Quelle
que soit la matière de la transmission –
informations, commentaires, œuvres de fiction
– il existe un « effet radio »,
très particulier, qui consiste à parler
à visage couvert, avec la voix comme seule
lien, à des oreilles attentives, à une
audience invisible, dispersée, et pourtant
plus proche et plus cohérente, peut-être
que toute autre.
On sent très bien, à certains moments,
cette présence collective à laquelle
nous nous adressons sans la voir. Ce sentiment, qu’on
ne peut pas décrire, tient à une relation
obscure, à une voix qui traverse l’air,
à des respirations retenues qu’on devine.
L’oreille provoque l’œil, elle le
défie, elle l’oblige à un autre
travail que celui auquel il est habituellement soumis.
L’œil doit inventer l’image en suivant
les indications les plus secrètes de la voix.
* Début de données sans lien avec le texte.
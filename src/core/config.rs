//! Configuration for the viewer
//!
//! One options object drives every viewer variant. Presets resolve to a full
//! `ViewerOptions`, the same way a performance profile resolves to concrete
//! engine settings; callers can then adjust individual fields.

use crate::core::constants::*;
use crate::core::geo::LatLng;

/// When marker icons are recomputed during a zoom
#[derive(Debug, Clone, Copy, PartialEq, Eq)]
pub enum ZoomTrigger {
    /// On every zoom event while the gesture runs (smoother, more work)
    Continuous,
    /// Only once the zoom gesture has ended
    GestureEnd,
}

/// Parameters of the zoom-driven marker icon size
#[derive(Debug, Clone, PartialEq)]
pub struct MarkerScaling {
    pub base_size: f64,
    pub min_size: f64,
    pub max_size: f64,
    pub scale_factor: f64,
    /// Duration of the visual size transition, seconds
    pub animation_duration: f64,
    pub trigger: ZoomTrigger,
}

impl MarkerScaling {
    /// Icons that never change size, whatever the zoom
    pub fn fixed(size: f64) -> Self {
        Self {
            base_size: size,
            min_size: size,
            max_size: size,
            scale_factor: 0.0,
            animation_duration: 0.0,
            trigger: ZoomTrigger::GestureEnd,
        }
    }
}

impl Default for MarkerScaling {
    fn default() -> Self {
        Self {
            base_size: MARKER_BASE_SIZE,
            min_size: MARKER_MIN_SIZE,
            max_size: MARKER_MAX_SIZE,
            scale_factor: MARKER_SCALE_FACTOR,
            animation_duration: MARKER_ANIMATION_SECS,
            trigger: ZoomTrigger::GestureEnd,
        }
    }
}

/// Map background used by a tile viewer
#[derive(Debug, Clone, Copy, PartialEq, Eq)]
pub enum TileBackground {
    /// OpenStreetMap raster tiles, with the vector style overlay available as a toggle
    OpenStreetMap,
    /// Mapbox raster tiles; requires an access token
    Mapbox,
}

/// Options of the static SVG campus canvas
#[derive(Debug, Clone, PartialEq)]
pub struct SvgCanvasOptions {
    pub content_width: f64,
    pub content_height: f64,
    pub initial_scale: f64,
    pub initial_viewer_width: f64,
    pub initial_viewer_height: f64,
    pub min_viewer_width: f64,
    pub min_viewer_height: f64,
    pub min_scale: f64,
    pub max_scale: f64,
    /// Path of the base SVG, relative to the public root
    pub background: String,
}

impl Default for SvgCanvasOptions {
    fn default() -> Self {
        Self {
            content_width: SVG_CONTENT_WIDTH,
            content_height: SVG_CONTENT_HEIGHT,
            initial_scale: SVG_INITIAL_SCALE,
            initial_viewer_width: SVG_INITIAL_VIEWER_WIDTH,
            initial_viewer_height: SVG_INITIAL_VIEWER_HEIGHT,
            min_viewer_width: SVG_MIN_VIEWER_WIDTH,
            min_viewer_height: SVG_MIN_VIEWER_HEIGHT,
            min_scale: SVG_MIN_SCALE,
            max_scale: SVG_MAX_SCALE,
            background: "uzhhorod-map.svg".to_string(),
        }
    }
}

/// Everything a viewer variant can be configured with
#[derive(Debug, Clone, PartialEq)]
pub struct ViewerOptions {
    pub initial_center: LatLng,
    pub initial_zoom: f64,
    pub min_zoom: f64,
    pub max_zoom: f64,
    pub background: TileBackground,
    /// Start with the vector style overlay instead of greyscale raster tiles
    pub use_vector_tiles: bool,
    /// Initial state of pointer-drag panning
    pub drag_enabled: bool,
    /// Whether the user may toggle dragging from the action bar
    pub drag_toggle: bool,
    pub markers: MarkerScaling,
    pub focus_zoom: f64,
    pub fly_duration_secs: f64,
}

impl Default for ViewerOptions {
    fn default() -> Self {
        ViewerPreset::default().resolve()
    }
}

/// Ready-made viewer configurations
#[derive(Debug, Clone, PartialEq, Default)]
pub enum ViewerPreset {
    /// OSM/vector tile viewer, icons resize continuously while zooming
    #[default]
    Campus,
    /// Same viewer, icons resize once the zoom gesture ends
    CampusStatic,
    /// Mapbox tiles, fixed-size icons, drag can be locked
    Commercial,
    Custom(ViewerOptions),
}

impl ViewerPreset {
    pub fn resolve(&self) -> ViewerOptions {
        let campus = ViewerOptions {
            initial_center: LatLng::new(CAMPUS_CENTER_LAT, CAMPUS_CENTER_LNG),
            initial_zoom: CAMPUS_ZOOM,
            min_zoom: 1.0,
            max_zoom: RASTER_MAX_ZOOM,
            background: TileBackground::OpenStreetMap,
            use_vector_tiles: true,
            drag_enabled: true,
            drag_toggle: false,
            markers: MarkerScaling {
                trigger: ZoomTrigger::Continuous,
                ..MarkerScaling::default()
            },
            focus_zoom: BUILDING_FOCUS_ZOOM,
            fly_duration_secs: FLY_TO_DURATION_SECS,
        };

        match self {
            Self::Campus => campus,
            Self::CampusStatic => ViewerOptions {
                markers: MarkerScaling::default(),
                ..campus
            },
            Self::Commercial => ViewerOptions {
                background: TileBackground::Mapbox,
                use_vector_tiles: false,
                drag_toggle: true,
                markers: MarkerScaling::fixed(COMMERCIAL_MARKER_SIZE),
                ..campus
            },
            Self::Custom(options) => options.clone(),
        }
    }
}

#[cfg(test)]
mod tests {
    use super::*;

    #[test]
    fn test_viewer_presets() {
        let campus = ViewerPreset::Campus.resolve();
        let still = ViewerPreset::CampusStatic.resolve();
        let commercial = ViewerPreset::Commercial.resolve();

        assert_eq!(campus.initial_center, LatLng::new(48.6208, 22.3006));
        assert_eq!(campus.initial_zoom, 12.0);
        assert!(campus.use_vector_tiles);
        assert_eq!(campus.markers.trigger, ZoomTrigger::Continuous);

        assert_eq!(still.markers.trigger, ZoomTrigger::GestureEnd);
        assert_eq!(still.initial_center, campus.initial_center);

        assert_eq!(commercial.background, TileBackground::Mapbox);
        assert!(commercial.drag_toggle);
        assert_eq!(commercial.markers.min_size, commercial.markers.max_size);
    }

    #[test]
    fn test_marker_scaling_defaults() {
        let scaling = MarkerScaling::default();
        assert_eq!(scaling.base_size, 64.0);
        assert_eq!(scaling.min_size, 20.0);
        assert_eq!(scaling.max_size, 300.0);
        assert_eq!(scaling.scale_factor, 0.5);
        assert_eq!(scaling.animation_duration, 0.2);
    }

    #[test]
    fn test_custom_preset_passthrough() {
        let mut options = ViewerOptions::default();
        options.initial_zoom = 15.0;
        let resolved = ViewerPreset::Custom(options.clone()).resolve();
        assert_eq!(resolved, options);
    }
}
Nos deux hémisphères cérébraux
collaborent ainsi, bon gré mal gré,
et nos neurones profitent de l’aubaine.
Alors que je tenais une rubrique matinale sur France
Inter, une dame m’écrivit : « Merci
de me consacrer trois minutes de votre temps tous
les matins ». Elle avait vu juste. D’autres
m’écoutaient et pourtant nous étions
seuls, elle et moi.
Il paraît même que le fait de se livrer
à une autre occupation – se raser, manger,
conduire –, loin de nous distraire, développe
en nous une attention supplémentaire.
Cela vaut pour la réalité quotidienne
comme pour la fiction, dont nous présentons
ici de beaux exemples. Nous sommes comme des voyeurs
à l’écoute, liés les uns
aux autres par ces voix souvent ténues, par
ces paroles intimes, qui vibrent un moment dans le
champ magnétique qui entoure la terre et grâce
auquel nous combattons notre solitude monotone.
C’est dans cette absence d’image, ou plutôt
dans cette invention constante d’images, différentes
selon chaque auditeur, que la nécessité
de la fiction, de la surprise, de l’inattendu,
se fait sentir avec le plus de force et d’acuité.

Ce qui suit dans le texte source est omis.